In the present study we evaluated the relationship between an SNP in DTNBP1 and several domains of memory performance measured on the WMS-R, IQ score, and its subscales measured on the WAIS-R in schizophrenia patients and healthy volunteers. Results indicated that this SNP was associated with two memory scales, verbal memory and general memory, and three subcategories of the WAIS-R, vocabulary, similarities and picture completion in control subjects. These results suggest that DTNBP1 may be a candidate gene for human memory performance and cognitive ability. We have first reported the association between memory performance and the dysbindin gene in healthy subjects. Our data and a previous preliminary study did not find an association between the dysbindin gene and such memory performance, verbal memory, in schizophrenia patients.22 Taken together, the effects of the dysbindin gene on memory performance could be affected by the disease and/or medication. Although one study reported an association between a risk haplotype of DTNBP1 and general cognitive ability (g)20 and another study found an association between several SNPs in DTNBP1 and IQ in a Caucasian sample,23 we could not find an association between the SNP and IQ in the present Japanese sample. Three subcategories of the WAIS-R, however, were associated with the SNP in control subjects. This inconsistency could be due to several reasons, such as the use of differential genetic variations in the three studies; allelic heterogeneity; false-negatives in the present study; false-positives in the previous studies; and ethnic difference. For example, the G allele of P1635, which is significantly in excess in Japanese schizophrenia patients (3.0%),3 was also overtransmitted in Irish samples (10.2%),1 but undertransmitted in German samples (17.6%),10 suggesting that this SNP might be a marker rather than a polymorphism responsible for susceptibility. Taken together, the genetic variation in DTNBP1 might be a marker that is differentially associated with IQ among different populations. Thus, further examination such as association analysis using the same genetic variation studied in the previous study and the present study, and an independent study with a new cohort, are needed to draw any conclusions.

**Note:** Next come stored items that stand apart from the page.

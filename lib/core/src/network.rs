use crate::graph::{City, CityId, Road, RoadId};
use crate::{Error, Result};
use ahash::AHashMap;
use smallvec::SmallVec;
use std::collections::BTreeMap;

type Incident = SmallVec<[RoadId; 4]>;

/// In-memory graph of cities and the roads between them.
///
/// Ids are handed out monotonically and never reused, so iterating the
/// id-keyed maps yields insertion order. The network itself is not
/// synchronized; callers share it behind a single lock.
#[derive(Debug)]
pub struct RoadNetwork {
    cities: BTreeMap<CityId, City>,
    names: AHashMap<String, CityId>,
    roads: BTreeMap<RoadId, Road>,
    incident: AHashMap<CityId, Incident>,
    next_city_id: CityId,
    next_road_id: RoadId,
}

impl Default for RoadNetwork {
    fn default() -> Self {
        Self {
            cities: BTreeMap::new(),
            names: AHashMap::new(),
            roads: BTreeMap::new(),
            incident: AHashMap::new(),
            next_city_id: 1,
            next_road_id: 1,
        }
    }
}

impl RoadNetwork {
    pub fn new() -> Self {
        Self::default()
    }

    #[inline]
    #[must_use]
    pub fn city_count(&self) -> usize {
        self.cities.len()
    }

    #[inline]
    #[must_use]
    pub fn road_count(&self) -> usize {
        self.roads.len()
    }

    /// Add a city, assigning it the next free id
    pub fn create_city(&mut self, name: &str, latitude: f64, longitude: f64) -> Result<City> {
        let name = City::validate(name, latitude, longitude)?;
        if self.names.contains_key(&name) {
            return Err(Error::CityExists(name));
        }

        let id = self.next_city_id;
        self.next_city_id = id + 1;

        let city = City {
            id,
            name: name.clone(),
            latitude,
            longitude,
        };
        self.names.insert(name, id);
        self.incident.insert(id, Incident::new());
        self.cities.insert(id, city.clone());
        Ok(city)
    }

    /// Remove a city together with every road that touches it
    pub fn delete_city(&mut self, id: CityId) -> Result<(City, usize)> {
        let city = self.cities.remove(&id).ok_or_else(|| Error::unknown_city_id(id))?;
        self.names.remove(&city.name);

        let dropped = self.incident.remove(&id).unwrap_or_default();
        for road_id in &dropped {
            if let Some(road) = self.roads.remove(road_id) {
                let other = road.other_end(id);
                if let Some(list) = self.incident.get_mut(&other) {
                    list.retain(|r| *r != *road_id);
                }
            }
        }

        Ok((city, dropped.len()))
    }

    #[must_use]
    pub fn list_cities(&self) -> Vec<City> {
        self.cities.values().cloned().collect()
    }

    pub fn city(&self, id: CityId) -> Result<&City> {
        self.cities.get(&id).ok_or_else(|| Error::unknown_city_id(id))
    }

    pub fn city_by_name(&self, name: &str) -> Result<&City> {
        self.names
            .get(name)
            .and_then(|id| self.cities.get(id))
            .ok_or_else(|| Error::CityNotFound(name.to_string()))
    }

    /// Connect two existing, distinct cities
    pub fn create_road(&mut self, city_a: CityId, city_b: CityId, length: f64) -> Result<Road> {
        if city_a == city_b {
            return Err(Error::Validation(format!(
                "a road must join two different cities, got {city_a} twice"
            )));
        }
        for id in [city_a, city_b] {
            if !self.cities.contains_key(&id) {
                return Err(Error::Validation(format!("unknown city id {id}")));
            }
        }
        Road::validate_length(length)?;

        let id = self.next_road_id;
        self.next_road_id = id + 1;

        let road = Road {
            id,
            city_a,
            city_b,
            length,
        };
        for end in [city_a, city_b] {
            self.incident.entry(end).or_default().push(id);
        }
        self.roads.insert(id, road.clone());
        Ok(road)
    }

    pub fn delete_road(&mut self, id: RoadId) -> Result<Road> {
        let road = self.roads.remove(&id).ok_or(Error::RoadNotFound(id))?;
        for end in [road.city_a, road.city_b] {
            if let Some(list) = self.incident.get_mut(&end) {
                list.retain(|r| *r != id);
            }
        }
        Ok(road)
    }

    #[must_use]
    pub fn list_roads(&self) -> Vec<Road> {
        self.roads.values().cloned().collect()
    }

    /// Roads touching `city`, in creation order.
    pub fn roads_of(&self, city: CityId) -> impl Iterator<Item = &Road> + '_ {
        self.incident
            .get(&city)
            .into_iter()
            .flat_map(|ids| ids.iter())
            .filter_map(|id| self.roads.get(id))
    }
}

We observed that healthy subjects with the G/G genotype performed better in verbal memory tests and worse in several WAIS-R scores than those with the C/C genotype. These data suggest that this genetic variation in DTNBP1 could contribute to the variation in human cognitive ability in both positive and negative ways. Although it apparently seems to be inconsistent, these results could explain the diversity of human cognitive domains. It is well known that each individual subject has strong points and weak points in specific cognitive functions. Subjects with the G/G genotype might have strengths in verbal memory and weaknesses in vocabulary, similarities and picture completion. And even though we used the Bonferroni correction for multiple testing, we could not exclude the possibility that these data were false-positive results.

The mechanisms underlying the effect of genetic variations in DTNBP1 on cognitive function are unknown. No genetic variant in DTNBP1 has produced direct evidence of functional effects. But DTNBP1 is widely distributed in several brain regions, including the frontal cortex, temporal cortex, hippocampus, caudate, putamen, nucleus accumbens, amygdala, thalamus and midbrain.15 A reduction in the expression of DTNBP1 in the hippocampus and dorsolateral prefrontal cortex, known to be important areas for cognitive function, has been reported.14–16DTNBP1 plays roles in neurotransmission,3,30,31 cellular signaling3,32 and neuronal survival.3 The reduced expression of DTNBP1 could be related to the reduced release of glutamate and the increased release of dopamine.3,31 Reductions of dopamine content in sdy mice, which lack dysbindin-1 owing to a deletion in the DTNBP1 gene, have been reported.33,34 Reduced dysbindin-1 protein increased surface expression of dopamine D2 receptor and blocked dopamine-induced internalization of dopamine receptor D2 (DRD2) in SH-SY5Y cells.35 Taken together, the reduced expression of DTNBP1 could be related to impairment of glutamatergic and dopaminergic systems, which are implicated in the neuropathology in schizophrenia.36 The association of the dysbindin gene with cognitive functions might be related to the effects of the dysbindin gene on glutamatergic and/or dopaminergic systems.


  1. Top of page
  2. Abstract

The authors thank Tomoko Shizuno for technical assistance. This work was supported in part by Grants-in-Aid from the Japanese Ministry of Health, Labor and Welfare (H17-kokoro-007 and H18-kokoro-005), the Japanese Ministry of Education, Culture, Sports, Science and Technology, CREST (Core research for Evolutional Science and Technology) of JST (Japan Science and Technology Agency), Grant-in-Aid for Scientific Research on Priority Areas – Research on Pathomechanisms of Brain Disorders – from the Ministry of Education, Culture, Sports, Science and Technology of Japan (18023045) and Japan Foundation for Neuroscience and Mental Health.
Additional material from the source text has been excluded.